Department of Public Health Sciences, University of North Carolina at Charlotte, Charlotte, North Carolina.
Department of Mathematics, University of Louisville, Louisville, Kentucky.
J Rural Health. 2020 Sep;36(4):591-601. doi: 10.1111/jrh.12486. Epub 2020 Jun 30.
There are growing signs that the COVID-19 virus has started to spread to rural areas and can impact the rural health care system that is already stretched and lacks resources. To aid in the legislative decision process and proper channelizing of resources, we estimated and compared the county-level change in prevalence rates of COVID-19 by rural-urban status over 3 weeks. Additionally, we identified hotspots based on estimated prevalence rates.
We used crowdsourced data on COVID-19 and linked them to county-level demographics, smoking rates, and chronic diseases. We fitted a Bayesian hierarchical spatiotemporal model using the Markov Chain Monte Carlo algorithm in R-studio. We mapped the estimated prevalence rates using ArcGIS 10.8, and identified hotspots using Gettis-Ord local statistics.
In the rural counties, the mean prevalence of COVID-19 increased from 3.6 per 100,000 population to 43.6 per 100,000 within 3 weeks from April 3 to April 22, 2020. In the urban counties, the median prevalence of COVID-19 increased from 10.1 per 100,000 population to 107.6 per 100,000 within the same period. The COVID-19 adjusted prevalence rates in rural counties were substantially elevated in counties with higher black populations, smoking rates, and obesity rates. Counties with high rates of people aged 25-49 years had increased COVID-19 prevalence rates.
Our findings show a rapid spread of COVID-19 across urban and rural areas in 21 days. Studies based on quality data are needed to explain further the role of social determinants of health on COVID-19 prevalence.

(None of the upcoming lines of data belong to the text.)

// Copyright (c) 2025 Steve Wagner (ciroque@live.com)
// SPDX-License-Identifier: MIT

use async_trait::async_trait;
use serde::Deserialize;
use std::path::PathBuf;
use tokio_util::sync::CancellationToken;
use wasmtime::{Engine, InstancePre, Linker, Memory, Module, Store, TypedFunc};
use wasmtime_wasi::p1::{self, WasiP1Ctx};
use wasmtime_wasi::WasiCtxBuilder;

use super::detector::{detect_binary_kind, BinaryKind};
use super::error::{WasmError, WasmResult, WASM_UNSUPPORTED_ENCODING};
use super::loader::{create_engine, load_wasm_bytes};
use crate::config::consts::{DEFAULT_FUEL_LEVEL, MAX_FUEL_LEVEL, MIN_FUEL_LEVEL};
use crate::config::BackendKind;
use crate::errors::BackendError;
use crate::traits::{ProduceRequest, ProduceResponse, Producer};

const REQUIRED_EXPORTS: [&str; 3] = ["memory", "allocate", "produce"];

#[derive(Debug, Deserialize)]
struct WasmConfig {
    module_path: PathBuf,
    #[serde(default)]
    bind_stdout: bool,
    #[serde(default)]
    fuel: Option<u64>,
}

type ProduceFn = TypedFunc<(i32, i32, i32, i32, i32, i32), i32>;

/// Runs a core WASM module once per record.
///
/// Module contract:
/// - exports `memory`
/// - exports `allocate(len: i32) -> i32`, returning a pointer to `len` writable bytes
/// - exports `produce(key_ptr, key_len, value_ptr, value_len, headers_ptr, headers_len) -> i32`,
///   returning 0 on success; headers arrive as a JSON object
///
/// The module is compiled and linked against WASI preview1 once. Each call
/// gets its own store, instance and fuel budget. The module's stdout reaches
/// the host only with `bind_stdout`.
pub struct WasmProducer {
    output: String,
    engine: Engine,
    instance_pre: InstancePre<WasiP1Ctx>,
    bind_stdout: bool,
    fuel: u64,
}

impl WasmProducer {
    pub fn from_config(output: &str, config: &serde_json::Value) -> Result<Self, BackendError> {
        let cfg: WasmConfig =
            serde_json::from_value(config.clone()).map_err(|e| BackendError::Configuration {
                output: output.to_string(),
                reason: format!("wasm output needs a 'module_path': {}", e),
            })?;

        let bytes = load_wasm_bytes(&cfg.module_path).map_err(|e| e.into_load_error(output))?;
        Self::from_bytes(output, &bytes, cfg.bind_stdout, cfg.fuel)
    }

    pub fn from_bytes(
        output: &str,
        bytes: &[u8],
        bind_stdout: bool,
        fuel: Option<u64>,
    ) -> Result<Self, BackendError> {
        let (engine, instance_pre) =
            Self::prepare(bytes).map_err(|e| e.into_load_error(output))?;

        Ok(Self {
            output: output.to_string(),
            engine,
            instance_pre,
            bind_stdout,
            fuel: fuel
                .unwrap_or(DEFAULT_FUEL_LEVEL)
                .clamp(MIN_FUEL_LEVEL, MAX_FUEL_LEVEL),
        })
    }

    pub fn fuel(&self) -> u64 {
        self.fuel
    }

    fn prepare(bytes: &[u8]) -> WasmResult<(Engine, InstancePre<WasiP1Ctx>)> {
        if detect_binary_kind(bytes)? == BinaryKind::Component {
            return Err(WasmError::UnsupportedEncoding(
                WASM_UNSUPPORTED_ENCODING.to_string(),
            ));
        }

        let engine = create_engine()?;
        let module = Module::new(&engine, bytes)?;

        for name in REQUIRED_EXPORTS {
            if module.get_export(name).is_none() {
                return Err(WasmError::ModuleError(format!(
                    "module must export '{}'",
                    name
                )));
            }
        }

        let mut linker: Linker<WasiP1Ctx> = Linker::new(&engine);
        p1::add_to_linker_sync(&mut linker, |cx| cx)?;
        let instance_pre = linker.instantiate_pre(&module)?;

        Ok((engine, instance_pre))
    }

    fn call(&self, request: &ProduceRequest) -> WasmResult<()> {
        let mut wasi = WasiCtxBuilder::new();
        if self.bind_stdout {
            wasi.inherit_stdout();
        }

        let mut store = Store::new(&self.engine, wasi.build_p1());
        store.set_fuel(self.fuel)?;

        let instance = self.instance_pre.instantiate(&mut store)?;
        let memory = instance
            .get_memory(&mut store, "memory")
            .ok_or_else(|| WasmError::ModuleError("module must export 'memory'".to_string()))?;
        let allocate = instance.get_typed_func::<i32, i32>(&mut store, "allocate")?;
        let produce: ProduceFn = instance.get_typed_func(&mut store, "produce")?;

        let headers = serde_json::to_vec(&request.headers)
            .map_err(|e| WasmError::ValidationError(e.to_string()))?;

        let (key_ptr, key_len) = write_input(&mut store, &memory, &allocate, &request.key)?;
        let (value_ptr, value_len) = write_input(&mut store, &memory, &allocate, &request.value)?;
        let (headers_ptr, headers_len) = write_input(&mut store, &memory, &allocate, &headers)?;

        let status = produce.call(
            &mut store,
            (key_ptr, key_len, value_ptr, value_len, headers_ptr, headers_len),
        )?;

        match status {
            0 => Ok(()),
            other => Err(WasmError::NonZeroStatus(other)),
        }
    }
}

fn write_input(
    store: &mut Store<WasiP1Ctx>,
    memory: &Memory,
    allocate: &TypedFunc<i32, i32>,
    bytes: &[u8],
) -> WasmResult<(i32, i32)> {
    let len = i32::try_from(bytes.len())
        .map_err(|_| WasmError::ValidationError(format!("input of {} bytes", bytes.len())))?;

    let ptr = allocate.call(&mut *store, len)?;
    if ptr == 0 && len > 0 {
        return Err(WasmError::MemoryError(format!(
            "allocate({}) returned a null pointer",
            len
        )));
    }

    memory
        .write(&mut *store, ptr as usize, bytes)
        .map_err(|e| WasmError::MemoryError(e.to_string()))?;

    Ok((ptr, len))
}

#[async_trait]
impl Producer for WasmProducer {
    async fn produce(
        &self,
        _cancel: &CancellationToken,
        request: &ProduceRequest,
    ) -> Result<ProduceResponse, BackendError> {
        self.call(request)
            .map_err(|e| e.into_produce_error(&self.output))?;

        Ok(ProduceResponse::with_bytes(request.value.len() as u64))
    }

    fn kind(&self) -> BackendKind {
        BackendKind::Wasm
    }
}

#[cfg(test)]
mod tests {
    use super::*;
    use serde_json::json;
    use std::io::Write;
    use tempfile::NamedTempFile;

    const BUMP_ALLOCATOR: &str = r#"
      (memory (export "memory") 1)
      (global $next (mut i32) (i32.const 1024))
      (func (export "allocate") (param $len i32) (result i32)
        (local $ptr i32)
        (local.set $ptr (global.get $next))
        (global.set $next (i32.add (global.get $next) (local.get $len)))
        (local.get $ptr))
    "#;

    /// Fails (status 1) on an empty value, succeeds otherwise.
    fn rejecting_empty_values() -> Vec<u8> {
        wat::parse_str(format!(
            r#"(module
              {}
              (func (export "produce")
                (param i32 i32 i32 i32 i32 i32) (result i32)
                (i32.eqz (local.get 3))))"#,
            BUMP_ALLOCATOR
        ))
        .unwrap()
    }

    fn request(value: &str) -> ProduceRequest {
        ProduceRequest {
            key: b"k".to_vec(),
            value: value.as_bytes().to_vec(),
            ..Default::default()
        }
    }

    #[tokio::test]
    async fn test_produce_status_is_honoured() {
        let producer = WasmProducer::from_bytes("sink", &rejecting_empty_values(), false, None).unwrap();
        let cancel = CancellationToken::new();

        let ok = producer.produce(&cancel, &request("hello")).await.unwrap();
        assert_eq!(ok.bytes, 5);

        let failed = producer.produce(&cancel, &request("")).await;
        assert!(matches!(failed, Err(BackendError::Produce { .. })));
        assert_eq!(producer.kind(), BackendKind::Wasm);
    }

    #[tokio::test]
    async fn test_inputs_are_written_to_module_memory() {
        // Succeeds only if the first value byte is 'x' and headers start with '{'.
        let bytes = wat::parse_str(format!(
            r#"(module
              {}
              (func (export "produce")
                (param $kp i32) (param $kl i32) (param $vp i32) (param $vl i32)
                (param $hp i32) (param $hl i32) (result i32)
                (if (result i32)
                  (i32.and
                    (i32.eq (i32.load8_u (local.get $vp)) (i32.const 120))
                    (i32.eq (i32.load8_u (local.get $hp)) (i32.const 123)))
                  (then (i32.const 0))
                  (else (i32.const 2)))))"#,
            BUMP_ALLOCATOR
        ))
        .unwrap();
        let producer = WasmProducer::from_bytes("sink", &bytes, false, None).unwrap();
        let cancel = CancellationToken::new();

        assert!(producer.produce(&cancel, &request("xyz")).await.is_ok());
        assert!(producer.produce(&cancel, &request("abc")).await.is_err());
    }

    #[tokio::test]
    async fn test_wasi_stdout_is_linked() {
        let bytes = wat::parse_str(format!(
            r#"(module
              (import "wasi_snapshot_preview1" "fd_write"
                (func $fd_write (param i32 i32 i32 i32) (result i32)))
              {}
              (func (export "produce")
                (param $kp i32) (param $kl i32) (param $vp i32) (param $vl i32)
                (param $hp i32) (param $hl i32) (result i32)
                (i32.store (i32.const 0) (local.get $vp))
                (i32.store (i32.const 4) (local.get $vl))
                (drop (call $fd_write (i32.const 1) (i32.const 0) (i32.const 1) (i32.const 8)))
                (i32.const 0)))"#,
            BUMP_ALLOCATOR
        ))
        .unwrap();

        let producer = WasmProducer::from_bytes("sink", &bytes, false, None).unwrap();
        let response = producer
            .produce(&CancellationToken::new(), &request("quiet"))
            .await
            .unwrap();
        assert_eq!(response.bytes, 5);
    }

    #[tokio::test]
    async fn test_fuel_exhaustion_is_a_produce_error() {
        let bytes = wat::parse_str(format!(
            r#"(module
              {}
              (func (export "produce")
                (param i32 i32 i32 i32 i32 i32) (result i32)
                (loop $spin (br $spin))
                (i32.const 0)))"#,
            BUMP_ALLOCATOR
        ))
        .unwrap();

        let producer = WasmProducer::from_bytes("sink", &bytes, false, Some(1)).unwrap();
        assert_eq!(producer.fuel(), MIN_FUEL_LEVEL);

        let result = producer.produce(&CancellationToken::new(), &request("v")).await;
        assert!(matches!(result, Err(BackendError::Produce { .. })));
    }

    #[test]
    fn test_fuel_is_clamped() {
        let bytes = rejecting_empty_values();
        let cases = vec![
            (None, DEFAULT_FUEL_LEVEL),
            (Some(0), MIN_FUEL_LEVEL),
            (Some(u64::MAX), MAX_FUEL_LEVEL),
            (Some(2_000_000), 2_000_000),
        ];

        for (requested, expected) in cases {
            let producer = WasmProducer::from_bytes("sink", &bytes, false, requested).unwrap();
            assert_eq!(producer.fuel(), expected);
        }
    }

    #[test]
    fn test_missing_exports_fail_at_load() {
        let bytes = wat::parse_str(r#"(module (memory (export "memory") 1))"#).unwrap();
        let result = WasmProducer::from_bytes("sink", &bytes, false, None);

        match result {
            Err(BackendError::Load { reason, .. }) => assert!(reason.contains("allocate")),
            Err(other) => panic!("unexpected error: {}", other),
            Ok(_) => panic!("expected a load error"),
        }
    }

    #[test]
    fn test_component_is_rejected() {
        let bytes = wat::parse_str("(component)").unwrap();
        let result = WasmProducer::from_bytes("sink", &bytes, false, None);
        assert!(matches!(result, Err(BackendError::Load { .. })));
    }

    #[test]
    fn test_from_config_reads_module_file() {
        let mut file = NamedTempFile::new().unwrap();
        file.write_all(&rejecting_empty_values()).unwrap();

        let producer = WasmProducer::from_config(
            "sink",
            &json!({ "module_path": file.path(), "bind_stdout": true, "fuel": 5_000_000 }),
        )
        .unwrap();
        assert_eq!(producer.fuel(), 5_000_000);
    }

    #[test]
    fn test_from_config_errors() {
        let missing_path = WasmProducer::from_config("sink", &json!({}));
        assert!(matches!(missing_path, Err(BackendError::Configuration { .. })));

        let missing_file =
            WasmProducer::from_config("sink", &json!({ "module_path": "/no/such/module.wasm" }));
        assert!(matches!(missing_file, Err(BackendError::Load { .. })));
    }
}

有越来越多的迹象表明,新冠病毒已开始向农村地区传播,并可能影响已经捉襟见肘且资源匮乏的农村医疗保健系统。为了帮助立法决策过程和合理调配资源,我们估算并比较了 3 周内城乡新冠病毒流行率的县级变化。此外,我们还根据估计的流行率确定了热点地区。
我们使用了新冠病毒的众包数据,并将其与县级人口统计数据、吸烟率和慢性病联系起来。我们在 R-studio 中使用马尔可夫链蒙特卡罗算法拟合了贝叶斯分层时空模型。我们使用 ArcGIS 10.8 绘制了估计的流行率图,并使用 Gettis-Ord 局部统计量确定了热点地区。
在农村县,新冠病毒的平均流行率从 4 月 3 日至 4 月 22 日的 3 周内从每 10 万人 3.6 例上升至每 10 万人 43.6 例。在城市县,新冠病毒的中位数流行率从每 10 万人 10.1 例上升至同期的每 10 万人 107.6 例。在黑人人口比例较高、吸烟率和肥胖率较高的县,新冠病毒调整后的流行率显著升高。25-49 岁人群比例较高的县新冠病毒流行率也有所上升。
我们的研究结果表明,新冠病毒在 21 天内迅速在城乡地区传播。需要进行基于高质量数据的研究,以进一步解释社会健康决定因素在新冠病毒流行率中的作用。